Six- to eight-week-old female outbred Hartley guinea pigs obtained from Charles River Laboratories (Wilmington, MA) were housed in microisolator caging in a biosafety level 3 facility with a 12-h-12-h light-dark cycle and were given Harlan Teklad (Madison, WI) guinea pig diet and water ad libitum. Guinea pigs were acclimated to the facility and assessment procedures for 1 week prior to infection to reduce stress-related abnormalities. A modified Karnofsky performance status scoring system was used to determine if humane euthanasia was necessary after infection. All animal experimentation was reviewed and approved by the Texas A&M University Laboratory Animal Care Committee and was performed in an AAALAC-approved facility in accordance with university and federal regulations.
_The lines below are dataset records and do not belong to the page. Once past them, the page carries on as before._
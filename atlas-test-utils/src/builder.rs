//! Declarative test setup.
//!
//! Builder methods only queue work; everything runs in [`TestBuilder::build`], in order:
//! tables, then custom mock endpoints, then the REST Countries shortcuts.

use mockito::{Mock, ServerGuard};
use sea_orm::{sea_query::TableCreateStatement, EntityTrait, Schema};
use serde_json::Value;

use crate::{error::TestError, TestContext};

type MockBuilder = Box<dyn FnOnce(&mut ServerGuard) -> Mock>;

/// Builder for a [`TestContext`].
pub struct TestBuilder {
    tables: Vec<TableCreateStatement>,
    include_atlas_tables: bool,

    mock_builders: Vec<MockBuilder>,

    // (path segment, countries, expected requests)
    alpha_endpoints: Vec<(String, Vec<Value>, usize)>,
    region_endpoints: Vec<(String, Vec<Value>, usize)>,
    name_endpoints: Vec<(String, Vec<Value>, usize)>,
    all_endpoints: Vec<(Vec<Value>, usize)>,
    // (path, status, expected requests)
    upstream_errors: Vec<(String, usize, usize)>,
}

impl TestBuilder {
    pub fn new() -> Self {
        Self {
            tables: Vec::new(),
            include_atlas_tables: false,
            mock_builders: Vec::new(),
            alpha_endpoints: Vec::new(),
            region_endpoints: Vec::new(),
            name_endpoints: Vec::new(),
            all_endpoints: Vec::new(),
            upstream_errors: Vec::new(),
        }
    }

    /// Creates the `atlas_user` and `atlas_favorite` tables.
    pub fn with_atlas_tables(mut self) -> Self {
        self.include_atlas_tables = true;
        self
    }

    /// Creates the table of an entity.
    pub fn with_table<E: EntityTrait>(mut self, entity: E) -> Self {
        let schema = Schema::new(sea_orm::DbBackend::Sqlite);
        self.tables.push(schema.create_table_from_entity(entity));
        self
    }

    /// Registers a custom endpoint on the mock server.
    ///
    /// Custom endpoints are created before the shortcuts below, so mockito matches them
    /// first when both cover the same path.
    pub fn with_mock_endpoint<F>(mut self, setup: F) -> Self
    where
        F: FnOnce(&mut ServerGuard) -> Mock + 'static,
    {
        self.mock_builders.push(Box::new(setup));
        self
    }

    /// Answers `GET /alpha/{code}` with `countries`.
    pub fn with_alpha_endpoint(
        mut self,
        code: impl Into<String>,
        countries: Vec<Value>,
        expected_requests: usize,
    ) -> Self {
        self.alpha_endpoints
            .push((code.into(), countries, expected_requests));
        self
    }

    /// Answers `GET /region/{region}` with `countries`.
    pub fn with_region_endpoint(
        mut self,
        region: impl Into<String>,
        countries: Vec<Value>,
        expected_requests: usize,
    ) -> Self {
        self.region_endpoints
            .push((region.into(), countries, expected_requests));
        self
    }

    /// Answers `GET /name/{name}` with `countries`.
    pub fn with_name_endpoint(
        mut self,
        name: impl Into<String>,
        countries: Vec<Value>,
        expected_requests: usize,
    ) -> Self {
        self.name_endpoints
            .push((name.into(), countries, expected_requests));
        self
    }

    /// Answers `GET /all` with `countries`, whatever the field list.
    pub fn with_all_endpoint(mut self, countries: Vec<Value>, expected_requests: usize) -> Self {
        self.all_endpoints.push((countries, expected_requests));
        self
    }

    /// Answers `GET {path}` with an upstream error status.
    pub fn with_upstream_error(
        mut self,
        path: impl Into<String>,
        status: usize,
        expected_requests: usize,
    ) -> Self {
        self.upstream_errors
            .push((path.into(), status, expected_requests));
        self
    }

    /// Creates the configured environment.
    ///
    /// # Returns
    /// - `Ok(TestContext)` - Ready to use environment
    /// - `Err(TestError::DbErr)` - Database connection or table creation failed
    /// - `Err(TestError::CountryApiError)` - Country client could not be built
    pub async fn build(self) -> Result<TestContext, TestError> {
        let mut test = TestContext::new().await?;

        let mut tables = Vec::new();

        if self.include_atlas_tables {
            let schema = Schema::new(sea_orm::DbBackend::Sqlite);
            tables.push(schema.create_table_from_entity(entity::prelude::AtlasUser));
            tables.push(schema.create_table_from_entity(entity::prelude::AtlasFavorite));
        }

        tables.extend(self.tables);
        test.with_tables(tables).await?;

        let mut mocks = Vec::new();

        for builder in self.mock_builders {
            mocks.push(builder(&mut test.server));
        }

        for (code, countries, expected) in self.alpha_endpoints {
            let path = format!("/alpha/{code}");
            mocks.push(test.country().create_countries_endpoint(&path, &countries, expected));
        }

        for (region, countries, expected) in self.region_endpoints {
            let path = format!("/region/{region}");
            mocks.push(test.country().create_countries_endpoint(&path, &countries, expected));
        }

        for (name, countries, expected) in self.name_endpoints {
            let path = format!("/name/{name}");
            mocks.push(test.country().create_countries_endpoint(&path, &countries, expected));
        }

        for (countries, expected) in self.all_endpoints {
            mocks.push(test.country().create_all_endpoint(&countries, expected));
        }

        for (path, status, expected) in self.upstream_errors {
            mocks.push(test.country().create_error_endpoint(&path, status, expected));
        }

        test.mocks = mocks;

        Ok(test)
    }
}

impl Default for TestBuilder {
    fn default() -> Self {
        Self::new()
    }
}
Purification of C. burnetii.

C. burnetii Nine Mile (RSA493), an isolate originating from a tick pool, was harvested from infected L929 mouse fibroblast cells by pooling infected cells and centrifuging them at 1,000 × g for 5 min. The supernatant was then centrifuged at 15,000 × g for 30 min to collect the naturally released bacteria, and the resulting pellet was resuspended in 0.25 M sucrose phosphate (SP) buffer (53.9 mM Na2HPO4, 12.8 mM KH2PO4, 72.6 mM NaCl, 250 mM sucrose). Double-distilled H2O was added to the original pellet. This suspension was passed through an 18-gauge canula, lysis was monitored by visual inspection, and an equal volume of 0.25 M SP was added when the majority of the cells were lysed. Benzonase, a nonspecific nuclease (Novagen, Madison, WI), was added to the lysed cell suspension for 5 min at room temperature. Cells were resuspended several times with a pipette before pelleting of host cells by centrifugation at 1,000 × g for 5 min. The supernatant was combined with the naturally released bacteria, and the combination was pelleted by centrifugation at 14,000 × g for 30 min. The supernatant was discarded, and the pellet was resuspended in SP. Host cell debris was pelleted by centrifugation at 1,000 × g for 5 min, and the pellet was discarded. Bacteria in the supernatant were pelleted by centrifugation at 14,000 × g for 30 min, the pellet was resuspended in SP, and the purity of the bacterial pellet was ascertained by examination of heat-fixed cells with Gimenez stain.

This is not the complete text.